YOUR INSTRUCTIONS - Find every line below that contains the word "Option" and copy it out.

INPUT FOR THIS TASK -
//! Lifecycle management subsystem.
//!
//! # Data Flow
//! ```text
//! Startup (startup.rs):
//!     Validate config → Compile routes → Load TLS → Bind listeners
//!
//! Shutdown (shutdown.rs):
//!     Trigger → Stop accepting → Close idle connections → Cancel tunnels → Drain
//!
//! Signals (signals.rs):
//!     SIGTERM/SIGINT → Trigger graceful shutdown
//! ```
//!
//! # Design Decisions
//! - Ordered startup: config first, then TLS, then listeners
//! - Shutdown has a deadline: connections still open after the grace period are dropped

pub mod shutdown;
pub mod signals;
pub mod startup;

pub use shutdown::Shutdown;
pub use signals::shutdown_on_signal;
pub use startup::{bootstrap, prepare, Gateway, Prepared, StartupError};
//! Observability subsystem.
//!
//! # Data Flow
//! ```text
//! Request handler produces:
//!     → tracing events (structured logs, stdout)
//!     → statsd.rs (counters, timers, gauges)
//!
//! Consumers:
//!     → Log aggregation (stdout)
//!     → StatsD collector (one UDP datagram per record)
//! ```
//!
//! # Design Decisions
//! - Metrics delivery is best effort; a dead collector costs nothing
//! - Producers never wait on the network, only on queue capacity
//! - Logging uses the tracing crate, initialized once in main

pub mod statsd;

pub use statsd::{StatsdClient, StatsdEmitter};
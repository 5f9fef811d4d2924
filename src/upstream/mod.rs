//! Upstream client subsystem.
//!
//! # Data Flow
//! ```text
//! Request handler
//!     → forwarder.rs (build POST <base>/<bundle-id>, stream body through)
//!     → AppsFlyer in-app event API
//!     → upstream response handed back for relay
//! ```
//!
//! # Design Decisions
//! - Dedicated client: one idle connection, one-minute idle timeout,
//!   one-minute request timeout
//! - Compression disabled end-to-end so the relay stays byte-exact
//! - Transport faults are typed errors, mapped to 502 by the handler

pub mod forwarder;

pub use forwarder::{Forwarder, UpstreamError};
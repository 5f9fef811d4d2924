//! Environment-based settings.

use std::env;

use thiserror::Error;

/// Upstream `authentication` header value.
pub const DEV_KEY_VAR: &str = "AF_DEV_KEY";
/// Inbound `authentication` header value clients must present.
pub const AUTH_KEY_VAR: &str = "PROXY_AUTH_KEY";
/// TCP port to listen on.
pub const LISTEN_PORT_VAR: &str = "AF_PROXY_PORT";
/// Override for the upstream base endpoint (tests, staging).
pub const ENDPOINT_VAR: &str = "AF_ENDPOINT";
/// Override for the route prefix segment.
pub const ROUTE_PREFIX_VAR: &str = "AF_PROXY_PREFIX";
/// StatsD collector `host:port`; metrics are disabled when unset.
pub const STATSD_ADDR_VAR: &str = "STATSD_ADDR";
/// Metric namespace prepended to every record.
pub const STATSD_PREFIX_VAR: &str = "STATSD_PREFIX";

const DEFAULT_ENDPOINT: &str = "https://api2.appsflyer.com/inappevent";
const DEFAULT_ROUTE_PREFIX: &str = "appsflyer_proxy";
const DEFAULT_STATSD_PREFIX: &str = "appsflyer_proxy";
const DEFAULT_STATSD_BUFFER: usize = 1024;

/// Error type for settings loading.
#[derive(Debug, Error)]
pub enum ConfigError {
    /// A required environment variable is absent or empty.
    #[error("{0} environment variable is not set")]
    Missing(&'static str),

    /// The listen port is not a positive integer.
    #[error("{0} must be an integer between 1 and 65535, got '{1}'")]
    InvalidPort(&'static str, String),
}

/// Validated process configuration.
#[derive(Debug, Clone)]
pub struct Settings {
    /// Key clients must present in the `authentication` header.
    pub auth_key: String,
    /// Key sent to the upstream in the `authentication` header.
    pub dev_key: String,
    /// Listen port.
    pub port: u16,
    /// Upstream base endpoint, without a trailing slash.
    pub endpoint: String,
    /// Fixed first path segment of the proxied route.
    pub route_prefix: String,
    /// StatsD emitter settings, if metrics are enabled.
    pub statsd: Option<StatsdSettings>,
}

/// StatsD emitter settings.
#[derive(Debug, Clone)]
pub struct StatsdSettings {
    /// Collector address, `host:port`.
    pub address: String,
    /// Metric namespace (`<project>.<metric>:...`).
    pub project: String,
    /// Bounded queue capacity; producers wait when it is full.
    pub buffer: usize,
}

impl Settings {
    /// Load settings from the process environment.
    pub fn from_env() -> Result<Self, ConfigError> {
        Self::from_vars(|name| env::var(name).ok())
    }

    /// Load settings through an arbitrary variable lookup.
    pub fn from_vars(lookup: impl Fn(&str) -> Option<String>) -> Result<Self, ConfigError> {
        let auth_key = require(&lookup, AUTH_KEY_VAR)?;
        let dev_key = require(&lookup, DEV_KEY_VAR)?;

        let port_raw = require(&lookup, LISTEN_PORT_VAR)?;
        let port = match port_raw.parse::<u16>() {
            Ok(p) if p > 0 => p,
            _ => return Err(ConfigError::InvalidPort(LISTEN_PORT_VAR, port_raw)),
        };

        let endpoint = lookup(ENDPOINT_VAR)
            .filter(|v| !v.is_empty())
            .map(|v| v.trim_end_matches('/').to_string())
            .unwrap_or_else(|| DEFAULT_ENDPOINT.to_string());

        let route_prefix = lookup(ROUTE_PREFIX_VAR)
            .filter(|v| !v.is_empty())
            .unwrap_or_else(|| DEFAULT_ROUTE_PREFIX.to_string());

        let statsd = lookup(STATSD_ADDR_VAR)
            .filter(|v| !v.is_empty())
            .map(|address| StatsdSettings {
                address,
                project: lookup(STATSD_PREFIX_VAR)
                    .filter(|v| !v.is_empty())
                    .unwrap_or_else(|| DEFAULT_STATSD_PREFIX.to_string()),
                buffer: DEFAULT_STATSD_BUFFER,
            });

        Ok(Self {
            auth_key,
            dev_key,
            port,
            endpoint,
            route_prefix,
            statsd,
        })
    }
}

fn require(
    lookup: &impl Fn(&str) -> Option<String>,
    name: &'static str,
) -> Result<String, ConfigError> {
    lookup(name)
        .filter(|v| !v.is_empty())
        .ok_or(ConfigError::Missing(name))
}

#[cfg(test)]
mod tests {
    use super::*;
    use std::collections::HashMap;

    fn vars(pairs: &[(&str, &str)]) -> HashMap<String, String> {
        pairs
            .iter()
            .map(|(k, v)| (k.to_string(), v.to_string()))
            .collect()
    }

    fn load(pairs: &[(&str, &str)]) -> Result<Settings, ConfigError> {
        let map = vars(pairs);
        Settings::from_vars(|name| map.get(name).cloned())
    }

    #[test]
    fn loads_required_settings() {
        let settings = load(&[
            (AUTH_KEY_VAR, "inbound-secret"),
            (DEV_KEY_VAR, "dev-secret"),
            (LISTEN_PORT_VAR, "8080"),
        ])
        .unwrap();

        assert_eq!(settings.auth_key, "inbound-secret");
        assert_eq!(settings.dev_key, "dev-secret");
        assert_eq!(settings.port, 8080);
        assert_eq!(settings.endpoint, "https://api2.appsflyer.com/inappevent");
        assert_eq!(settings.route_prefix, "appsflyer_proxy");
        assert!(settings.statsd.is_none());
    }

    #[test]
    fn missing_dev_key_is_fatal() {
        let err = load(&[(AUTH_KEY_VAR, "a"), (LISTEN_PORT_VAR, "8080")]).unwrap_err();
        assert!(matches!(err, ConfigError::Missing(DEV_KEY_VAR)));
    }

    #[test]
    fn empty_auth_key_is_fatal() {
        let err = load(&[
            (AUTH_KEY_VAR, ""),
            (DEV_KEY_VAR, "d"),
            (LISTEN_PORT_VAR, "8080"),
        ])
        .unwrap_err();
        assert!(matches!(err, ConfigError::Missing(AUTH_KEY_VAR)));
    }

    #[test]
    fn rejects_non_integer_and_zero_port() {
        for bad in ["abc", "0", "-1", "70000"] {
            let err = load(&[
                (AUTH_KEY_VAR, "a"),
                (DEV_KEY_VAR, "d"),
                (LISTEN_PORT_VAR, bad),
            ])
            .unwrap_err();
            assert!(matches!(err, ConfigError::InvalidPort(..)), "port '{bad}'");
        }
    }

    #[test]
    fn endpoint_override_strips_trailing_slash() {
        let settings = load(&[
            (AUTH_KEY_VAR, "a"),
            (DEV_KEY_VAR, "d"),
            (LISTEN_PORT_VAR, "8080"),
            (ENDPOINT_VAR, "http://127.0.0.1:9000/inappevent/"),
        ])
        .unwrap();
        assert_eq!(settings.endpoint, "http://127.0.0.1:9000/inappevent");
    }

    #[test]
    fn statsd_enabled_when_address_set() {
        let settings = load(&[
            (AUTH_KEY_VAR, "a"),
            (DEV_KEY_VAR, "d"),
            (LISTEN_PORT_VAR, "8080"),
            (STATSD_ADDR_VAR, "127.0.0.1:8125"),
            (STATSD_PREFIX_VAR, "events"),
        ])
        .unwrap();

        let statsd = settings.statsd.unwrap();
        assert_eq!(statsd.address, "127.0.0.1:8125");
        assert_eq!(statsd.project, "events");
        assert!(statsd.buffer > 0);
    }
}
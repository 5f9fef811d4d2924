//! Lifecycle management subsystem.
//!
//! # Data Flow
//! ```text
//! Startup:
//!     Load settings → Bind listener → Serve
//!
//! Shutdown:
//!     Signal received → Stop accepting → Drain in-flight → Exit
//!
//! Signals (signals.rs):
//!     SIGTERM / SIGINT / SIGQUIT → Trigger graceful shutdown
//! ```
//!
//! # Design Decisions
//! - Ordered shutdown: stop accept, drain in-flight requests, close
//! - Every dispatched request holds an in-flight guard for its lifetime
//! - No mid-flight cancellation: drain waits for the slowest request,
//!   itself bounded by the upstream client timeout

pub mod shutdown;
pub mod signals;

pub use shutdown::{InFlightGuard, InFlightTracker, Shutdown};
pub use signals::shutdown_signal;
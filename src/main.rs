use tokio::net::TcpListener;
use tracing_subscriber::{layer::SubscriberExt, util::SubscriberInitExt};

use appsflyer_proxy::config::Settings;
use appsflyer_proxy::http::HttpServer;
use appsflyer_proxy::lifecycle::{shutdown_signal, Shutdown};
use appsflyer_proxy::observability::StatsdEmitter;

#[tokio::main]
async fn main() -> Result<(), Box<dyn std::error::Error>> {
    // Initialize tracing subscriber
    tracing_subscriber::registry()
        .with(
            tracing_subscriber::EnvFilter::try_from_default_env()
                .unwrap_or_else(|_| "appsflyer_proxy=info,tower_http=info".into()),
        )
        .with(tracing_subscriber::fmt::layer())
        .init();

    tracing::info!("appsflyer-proxy starting");

    // Load configuration; any missing or invalid value is fatal here,
    // before the socket is bound.
    let settings = Settings::from_env()?;
    tracing::info!(
        port = settings.port,
        route_prefix = %settings.route_prefix,
        endpoint = %settings.endpoint,
        metrics_enabled = settings.statsd.is_some(),
        "Settings loaded"
    );

    let emitter = settings
        .statsd
        .as_ref()
        .map(|s| StatsdEmitter::new(s.address.clone(), s.project.clone(), s.buffer));

    let server = HttpServer::new(&settings, emitter.as_ref().map(StatsdEmitter::client))?;

    let listener = TcpListener::bind(("0.0.0.0", settings.port)).await?;
    tracing::info!(
        address = %listener.local_addr()?,
        "Listening for connections"
    );

    // Translate OS termination signals into the drain trigger.
    let shutdown = Shutdown::new();
    let mut drain = shutdown.subscribe();
    tokio::spawn(async move {
        shutdown_signal().await;
        shutdown.trigger();
    });

    // Keep the serve result until the emitter has flushed: even a fatal
    // server error must not abandon queued metrics.
    let served = server
        .run(listener, async move {
            let _ = drain.recv().await;
        })
        .await;

    // All handlers are done; flush whatever metrics are still queued.
    if let Some(emitter) = emitter {
        emitter.close().await;
    }

    served?;
    tracing::info!("Shutdown complete");
    Ok(())
}
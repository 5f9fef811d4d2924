//! Configuration management subsystem.
//!
//! # Data Flow
//! ```text
//! process environment
//!     → settings.rs (read & parse variables)
//!     → semantic checks (non-empty keys, port > 0)
//!     → Settings (validated, immutable)
//!     → shared with the server at startup
//! ```
//!
//! # Design Decisions
//! - Environment-only configuration; no config files, no hot reload
//! - All required values validated before the listener is bound (fail fast)
//! - Lookup is injected so tests never mutate process environment

pub mod settings;

pub use settings::{ConfigError, Settings, StatsdSettings};
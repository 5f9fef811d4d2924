//! HTTP protocol handling subsystem.
//!
//! # Data Flow
//! ```text
//! TCP connection
//!     → server.rs (Axum setup, panic isolation, in-flight tracking)
//!     → handler.rs (authenticate, extract bundle id, forward, relay)
//!     → upstream response written back to client
//! ```

pub mod handler;
pub mod server;

pub use server::{AppState, HttpServer};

REPLY TO THE EXERCISE -
    pub statsd: Option<StatsdSettings>,
    pub fn from_vars(lookup: impl Fn(&str) -> Option<String>) -> Result<Self, ConfigError> {
    lookup: &impl Fn(&str) -> Option<String>,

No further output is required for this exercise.